(Source data)
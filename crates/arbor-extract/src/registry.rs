//! Grammar registry: per-language tree-sitter parser construction
//!
//! The rest of the crate consumes the generic `tree_sitter::Node` interface
//! (child count, child-at-index, child-by-field-name, kind, byte and point
//! ranges, previous sibling, error flags), so this is the only module that
//! knows which grammar backs which language.

use arbor_core::Lang;
use tree_sitter::{Language, Node, Parser, Tree};

/// The tree-sitter grammar for a language.
pub fn grammar(lang: Lang) -> Language {
    match lang {
        Lang::C => tree_sitter_c::LANGUAGE.into(),
        Lang::Cpp => tree_sitter_cpp::LANGUAGE.into(),
        Lang::Go => tree_sitter_go::LANGUAGE.into(),
        Lang::Python => tree_sitter_python::LANGUAGE.into(),
        Lang::JavaScript => tree_sitter_javascript::LANGUAGE.into(),
        Lang::TypeScript => tree_sitter_typescript::LANGUAGE_TYPESCRIPT.into(),
        Lang::Rust => tree_sitter_rust::LANGUAGE.into(),
        Lang::Java => tree_sitter_java::LANGUAGE.into(),
        Lang::Clojure => tree_sitter_clojure::LANGUAGE.into(),
        Lang::Julia => tree_sitter_julia::LANGUAGE.into(),
        Lang::CommonLisp => tree_sitter_commonlisp::LANGUAGE_COMMONLISP.into(),
    }
}

/// Parse a byte buffer into a syntax tree. Returns `None` when the parser
/// cannot be configured or gives up entirely; partial error subtrees still
/// yield a tree.
pub fn parse(lang: Lang, source: &[u8]) -> Option<Tree> {
    let mut parser = Parser::new();
    parser.set_language(&grammar(lang)).ok()?;
    parser.parse(source, None)
}

/// Source text covered by a node, or "" when the range is not valid UTF-8.
pub fn node_text<'a>(node: Node<'_>, source: &'a str) -> &'a str {
    node.utf8_text(source.as_bytes()).unwrap_or("")
}

/// 1-based start line.
pub fn start_line(node: Node<'_>) -> u32 {
    node.start_position().row as u32 + 1
}

/// 1-based end line.
pub fn end_line(node: Node<'_>) -> u32 {
    node.end_position().row as u32 + 1
}
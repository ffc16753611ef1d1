//! Glob-based exclusion matching for files and directories

use std::path::Path;

use globset::{GlobBuilder, GlobMatcher};

/// Matches paths against a set of glob patterns (`*`, `?`, `[set]`).
///
/// A path is excluded when any pattern matches either the file name or any
/// path component walking upward from the file. Patterns apply to single
/// components, so `**` carries no recursive meaning here.
pub struct ExcludeMatcher {
    matchers: Vec<GlobMatcher>,
}

impl ExcludeMatcher {
    /// Compile the given patterns. Invalid patterns are logged and match
    /// nothing.
    pub fn new<I, S>(patterns: I) -> Self
    where
        I: IntoIterator<Item = S>,
        S: AsRef<str>,
    {
        let mut matchers = Vec::new();
        for pattern in patterns {
            let pattern = pattern.as_ref();
            match GlobBuilder::new(pattern).literal_separator(false).build() {
                Ok(glob) => matchers.push(glob.compile_matcher()),
                Err(e) => {
                    tracing::warn!("invalid exclude pattern {:?}: {}", pattern, e);
                }
            }
        }
        ExcludeMatcher { matchers }
    }

    /// True when the path or any of its components matches a pattern.
    pub fn is_excluded(&self, path: &Path) -> bool {
        if self.matchers.is_empty() {
            return false;
        }
        for component in path.components() {
            let name = component.as_os_str();
            if self.matchers.iter().any(|m| m.is_match(name)) {
                return true;
            }
        }
        false
    }

    pub fn is_empty(&self) -> bool {
        self.matchers.is_empty()
    }
}

impl Default for ExcludeMatcher {
    fn default() -> Self {
        ExcludeMatcher {
            matchers: Vec::new(),
        }
    }
}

→ **Activity**: Every record should be given again without alteration.

→ **Solution for this problem**:
filename crates/arbor-extract/src/registry.rs
//! Grammar registry: per-language tree-sitter parser construction
//!
//! The rest of the crate consumes the generic `tree_sitter::Node` interface
//! (child count, child-at-index, child-by-field-name, kind, byte and point
//! ranges, previous sibling, error flags), so this is the only module that
//! knows which grammar backs which language.

use arbor_core::Lang;
use tree_sitter::{Language, Node, Parser, Tree};

/// The tree-sitter grammar for a language.
pub fn grammar(lang: Lang) -> Language {
    match lang {
        Lang::C => tree_sitter_c::LANGUAGE.into(),
        Lang::Cpp => tree_sitter_cpp::LANGUAGE.into(),
        Lang::Go => tree_sitter_go::LANGUAGE.into(),
        Lang::Python => tree_sitter_python::LANGUAGE.into(),
        Lang::JavaScript => tree_sitter_javascript::LANGUAGE.into(),
        Lang::TypeScript => tree_sitter_typescript::LANGUAGE_TYPESCRIPT.into(),
        Lang::Rust => tree_sitter_rust::LANGUAGE.into(),
        Lang::Java => tree_sitter_java::LANGUAGE.into(),
        Lang::Clojure => tree_sitter_clojure::LANGUAGE.into(),
        Lang::Julia => tree_sitter_julia::LANGUAGE.into(),
        Lang::CommonLisp => tree_sitter_commonlisp::LANGUAGE_COMMONLISP.into(),
    }
}

/// Parse a byte buffer into a syntax tree. Returns `None` when the parser
/// cannot be configured or gives up entirely; partial error subtrees still
/// yield a tree.
pub fn parse(lang: Lang, source: &[u8]) -> Option<Tree> {
    let mut parser = Parser::new();
    parser.set_language(&grammar(lang)).ok()?;
    parser.parse(source, None)
}

/// Source text covered by a node, or "" when the range is not valid UTF-8.
pub fn node_text<'a>(node: Node<'_>, source: &'a str) -> &'a str {
    node.utf8_text(source.as_bytes()).unwrap_or("")
}

/// 1-based start line.
pub fn start_line(node: Node<'_>) -> u32 {
    node.start_position().row as u32 + 1
}

/// 1-based end line.
pub fn end_line(node: Node<'_>) -> u32 {
    node.end_position().row as u32 + 1
}
repository ffc16753611ef1d1
//! Glob-based exclusion matching for files and directories

use std::path::Path;

use globset::{GlobBuilder, GlobMatcher};

/// Matches paths against a set of glob patterns (`*`, `?`, `[set]`).
///
/// A path is excluded when any pattern matches either the file name or any
/// path component walking upward from the file. Patterns apply to single
/// components, so `**` carries no recursive meaning here.
pub struct ExcludeMatcher {
    matchers: Vec<GlobMatcher>,
}

impl ExcludeMatcher {
    /// Compile the given patterns. Invalid patterns are logged and match
    /// nothing.
    pub fn new<I, S>(patterns: I) -> Self
    where
        I: IntoIterator<Item = S>,
        S: AsRef<str>,
    {
        let mut matchers = Vec::new();
        for pattern in patterns {
            let pattern = pattern.as_ref();
            match GlobBuilder::new(pattern).literal_separator(false).build() {
                Ok(glob) => matchers.push(glob.compile_matcher()),
                Err(e) => {
                    tracing::warn!("invalid exclude pattern {:?}: {}", pattern, e);
                }
            }
        }
        ExcludeMatcher { matchers }
    }

    /// True when the path or any of its components matches a pattern.
    pub fn is_excluded(&self, path: &Path) -> bool {
        if self.matchers.is_empty() {
            return false;
        }
        for component in path.components() {
            let name = component.as_os_str();
            if self.matchers.iter().any(|m| m.is_match(name)) {
                return true;
            }
        }
        false
    }

    pub fn is_empty(&self) -> bool {
        self.matchers.is_empty()
    }
}

impl Default for ExcludeMatcher {
    fn default() -> Self {
        ExcludeMatcher {
            matchers: Vec::new(),
        }
    }
}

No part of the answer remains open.